The exact solution to the stock price at time $T$ is as following

$$S(T)=S_{0}\exp(\int^{T}_{0}r(s)ds-\frac{1}{2}\sigma^{2}T+\sigma W^{S}(T))$$

By drawing $N$ times from $W(T)\sim\mathcal{N}(0,T)$ an approximation of the expected value can be made through a Monte Carlo simulation; however, the term $\int^{T}_{0}r(s)ds$ is stochastic, since the exact solution for $r(s)$ for the Vasicek model is as following

$$r(s)=r_{0}e^{-\kappa s}+\theta(1-e^{-\kappa s})+\gamma e^{-\kappa s}\int^{s}_{0}e^{\kappa\bar{s}}dW^{r}(\bar{s})$$

with $\bar{s}$ a dummy variable and $\int^{s}_{0}e^{\kappa\bar{s}}dW^{r}(\bar{s})\sim\mathcal{N}(0,\frac{1}{2\kappa}(e^{2\kappa s}-1))$ according to Ito's lemma, therefore

$$\int^{T}_{0}r(s)ds=\frac{r_{0}}{\kappa}(1-e^{\kappa T})+\theta T+\frac{\theta}{\kappa}(e^{\kappa T}-1)+\int^{T}_{0}\gamma e^{-\kappa s}\sqrt{\frac{1}{2\kappa}(e^{2\kappa s}-1)}Zds$$

with $Z\sim\mathcal{N}(0,1)$. Next, using integration by parts and substitution the integral $\int^{T}_{0}\gamma e^{-\kappa s}\sqrt{\frac{1}{2\kappa}(e^{2\kappa s}-1)}$ can be solved by firstly choosing $dU=\gamma e^{-\kappa s}$ and $V=\sqrt{\frac{1}{2\kappa}(e^{2\kappa s}-1)}$, which leads to

$$\int VdU=UV-\int UdV\implies\int^{T}_{0}\gamma e^{-\kappa s}\sqrt{\frac{1}{2\kappa}(e^{2\kappa s}-1)}ds=\frac{-\gamma e^{-\kappa T}}{\kappa}\sqrt{\frac{1}{2\kappa}(e^{2\kappa T}-1)}-\frac{\gamma}{2\kappa}\int^{T}_{0}\frac{1}{\sqrt{e^{\kappa s}-1}}ds$$

and secondly choosing $x=e^{\kappa s}-1$ with $ds=\frac{1}{\kappa x}dx$ leading to

$$\frac{-\gamma e^{-\kappa T}}{\kappa}\sqrt{\frac{1}{2\kappa}(e^{2\kappa T}-1)}-\frac{\gamma}{2\kappa}\int^{T}_{0}\frac{1}{\sqrt{e^{\kappa s}-1}}ds=\frac{-\gamma e^{-\kappa T}}{\kappa}\sqrt{\frac{1}{2\kappa}(e^{2\kappa T}-1)}+\frac{\gamma}{\kappa^{2}}(e^{\frac{-\kappa T}{2}}-1)$$

which is deterministic.

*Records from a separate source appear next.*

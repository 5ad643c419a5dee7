//! In-memory [`Database`] used by unit tests
//!
//! Understands exactly the statements this crate composes: registry DDL and
//! queries, managed-table CREATE/DROP, parameterized INSERT and the capped SELECT.

use std::collections::BTreeMap;
use std::sync::{Arc, Mutex, MutexGuard};

use chrono::{DateTime, TimeZone, Utc};

use crate::db::Database;
use crate::error::{ManagedStoreError, Result, UNIQUE_VIOLATION};
use crate::types::{ManagedTable, Row, SqlValue};

const UNDEFINED_TABLE: &str = "42P01";

#[derive(Debug, Default)]
struct State {
    statements: Vec<(String, Vec<SqlValue>)>,
    failures: Vec<(String, Option<String>)>,
    registry: Vec<ManagedTable>,
    tables: BTreeMap<String, Table>,
}

#[derive(Debug, Default)]
struct Table {
    columns: Vec<String>,
    rows: Vec<Row>,
    next_id: i64,
}

#[derive(Debug, Clone, Default)]
pub struct MemoryDatabase {
    state: Arc<Mutex<State>>,
}

impl MemoryDatabase {
    pub fn new() -> Self {
        Self::default()
    }

    fn lock(&self) -> MutexGuard<'_, State> {
        self.state.lock().unwrap()
    }

    /// Every statement seen so far, with its parameters
    pub fn statements(&self) -> Vec<(String, Vec<SqlValue>)> {
        self.lock().statements.clone()
    }

    /// Fail the next statement containing `pattern`
    pub fn fail_next(&self, pattern: &str, code: Option<&str>) {
        self.lock()
            .failures
            .push((pattern.to_string(), code.map(str::to_string)));
    }

    /// Insert a registry row directly, bypassing every check
    pub fn insert_registry_row(&self, table_name: &str, owner_id: i64) {
        let mut state = self.lock();
        let table_id = state.registry.len() as i64 + 1;
        state.registry.push(ManagedTable {
            table_id,
            table_name: table_name.to_string(),
            owner_id,
            created_at: registered_at(table_id),
        });
    }

    /// Whether a managed table physically exists
    pub fn has_table(&self, name: &str) -> bool {
        self.lock().tables.contains_key(name)
    }

    /// Rows stored in a managed table
    pub fn rows(&self, name: &str) -> Vec<Row> {
        self.lock()
            .tables
            .get(name)
            .map(|t| t.rows.clone())
            .unwrap_or_default()
    }

    fn begin(&self, sql: &str, params: &[SqlValue]) -> Result<MutexGuard<'_, State>> {
        let mut state = self.lock();
        state.statements.push((sql.to_string(), params.to_vec()));

        if let Some(pos) = state
            .failures
            .iter()
            .position(|(pattern, _)| sql.contains(pattern.as_str()))
        {
            let (_, code) = state.failures.remove(pos);
            return Err(failure("injected failure", code.as_deref()));
        }

        Ok(state)
    }
}

fn failure(message: &str, code: Option<&str>) -> ManagedStoreError {
    ManagedStoreError::StatementFailed {
        message: message.to_string(),
        code: code.map(str::to_string),
    }
}

fn registered_at(table_id: i64) -> DateTime<Utc> {
    Utc.with_ymd_and_hms(2024, 1, 1, 0, 0, 0).unwrap() + chrono::Duration::seconds(table_id)
}

/// Names appearing between double quotes, in order, without the leading schema
fn quoted_names(sql: &str) -> Vec<String> {
    assert!(sql.contains("\".\""), "unqualified statement: {}", sql);
    sql.split('"').skip(1).step_by(2).skip(1).map(str::to_string).collect()
}

fn param(params: &[SqlValue], idx: usize) -> SqlValue {
    params.get(idx).cloned().unwrap_or(SqlValue::Null)
}

fn registry_row(table: &ManagedTable) -> Row {
    Row::new()
        .with("id", table.table_id)
        .with("table_name", table.table_name.as_str())
        .with("owner_id", table.owner_id)
        .with("created_at", table.created_at)
}

impl Database for MemoryDatabase {
    async fn execute(&self, sql: &str, params: &[SqlValue]) -> Result<u64> {
        let mut state = self.begin(sql, params)?;

        if sql.starts_with("CREATE TABLE IF NOT EXISTS") {
            return Ok(0);
        }

        if sql.starts_with("CREATE TABLE") {
            let names = quoted_names(sql);
            let table = names[0].clone();
            if state.tables.contains_key(&table) {
                return Err(failure("relation already exists", Some("42P07")));
            }
            let mut columns = vec!["id".to_string()];
            columns.extend(names.into_iter().skip(1));
            state.tables.insert(
                table,
                Table {
                    columns,
                    rows: Vec::new(),
                    next_id: 1,
                },
            );
            return Ok(0);
        }

        if sql.starts_with("DROP TABLE IF EXISTS") {
            let table = quoted_names(sql).remove(0);
            state.tables.remove(&table);
            return Ok(0);
        }

        if sql.starts_with("INSERT INTO") {
            let names = quoted_names(sql);
            let table = state
                .tables
                .get_mut(&names[0])
                .ok_or_else(|| failure("relation does not exist", Some(UNDEFINED_TABLE)))?;

            let values_list = sql
                .split("VALUES (")
                .nth(1)
                .and_then(|rest| rest.strip_suffix(')'))
                .unwrap_or_default();
            let mut given = BTreeMap::new();
            for (column, token) in names[1..].iter().zip(values_list.split(", ")) {
                if !table.columns.contains(column) {
                    return Err(failure("column does not exist", Some("42703")));
                }
                let value = match token.strip_prefix('$') {
                    Some(n) => param(params, n.parse::<usize>().unwrap() - 1),
                    None => SqlValue::Null,
                };
                given.insert(column.clone(), value);
            }

            let id = table.next_id;
            table.next_id += 1;
            let row = table
                .columns
                .iter()
                .map(|c| {
                    let value = if c == "id" {
                        SqlValue::Integer(id)
                    } else {
                        given.remove(c).unwrap_or(SqlValue::Null)
                    };
                    (c.clone(), value)
                })
                .collect();
            table.rows.push(row);
            return Ok(1);
        }

        panic!("MemoryDatabase cannot execute: {}", sql);
    }

    async fn fetch_all(&self, sql: &str, params: &[SqlValue]) -> Result<Vec<Row>> {
        let mut state = self.begin(sql, params)?;

        // Registry insert
        if sql.starts_with("INSERT INTO") {
            let table_name = param(params, 0).as_str().unwrap_or_default().to_string();
            let owner_id = param(params, 1).as_i64().unwrap_or_default();
            if state.registry.iter().any(|t| t.table_name == table_name) {
                return Err(failure("duplicate key value", Some(UNIQUE_VIOLATION)));
            }
            let table_id = state.registry.len() as i64 + 1;
            let table = ManagedTable {
                table_id,
                table_name,
                owner_id,
                created_at: registered_at(table_id),
            };
            let row = registry_row(&table);
            state.registry.push(table);
            return Ok(vec![row]);
        }

        if sql.starts_with("SELECT 1 AS allowed") {
            let table_name = param(params, 0);
            let owner_id = param(params, 1);
            let allowed = state.registry.iter().any(|t| {
                Some(t.table_name.as_str()) == table_name.as_str()
                    && Some(t.owner_id) == owner_id.as_i64()
            });
            return Ok(if allowed {
                vec![Row::new().with("allowed", 1_i64)]
            } else {
                Vec::new()
            });
        }

        if sql.starts_with("SELECT id, table_name, owner_id, created_at") {
            let mut tables: Vec<&ManagedTable> = if sql.contains("WHERE table_name = $1") {
                let name = param(params, 0);
                state
                    .registry
                    .iter()
                    .filter(|t| Some(t.table_name.as_str()) == name.as_str())
                    .collect()
            } else if sql.contains("WHERE owner_id = $1") {
                let owner = param(params, 0).as_i64();
                state
                    .registry
                    .iter()
                    .filter(|t| Some(t.owner_id) == owner)
                    .collect()
            } else {
                state.registry.iter().collect()
            };
            if sql.contains("ORDER BY created_at DESC") {
                tables.sort_by(|a, b| (b.created_at, b.table_id).cmp(&(a.created_at, a.table_id)));
            }
            return Ok(tables.into_iter().map(registry_row).collect());
        }

        if sql.starts_with("SELECT * FROM") {
            let name = quoted_names(sql).remove(0);
            let limit = param(params, 0).as_i64().unwrap_or(i64::MAX).max(0) as usize;
            let table = state
                .tables
                .get(&name)
                .ok_or_else(|| failure("relation does not exist", Some(UNDEFINED_TABLE)))?;
            return Ok(table.rows.iter().take(limit).cloned().collect());
        }

        panic!("MemoryDatabase cannot query: {}", sql);
    }
}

Finally, a Monte Carlo simulation can be done by drawing $N$ times from $\int^{T}_{0}r(s)ds\sim\mathcal{N}(\mu=\frac{r_{0}-\theta}{\kappa}(1-e^{\kappa T})+\theta T,\sigma=\frac{-\gamma e^{-\kappa T}}{\kappa}\sqrt{\frac{1}{2\kappa}(e^{2\kappa T}-1)}+\frac{\gamma}{\kappa^{2}}(e^{\frac{-\kappa T}{2}}-1)$ to approximate the expectation of the exact solution of $S(T)$.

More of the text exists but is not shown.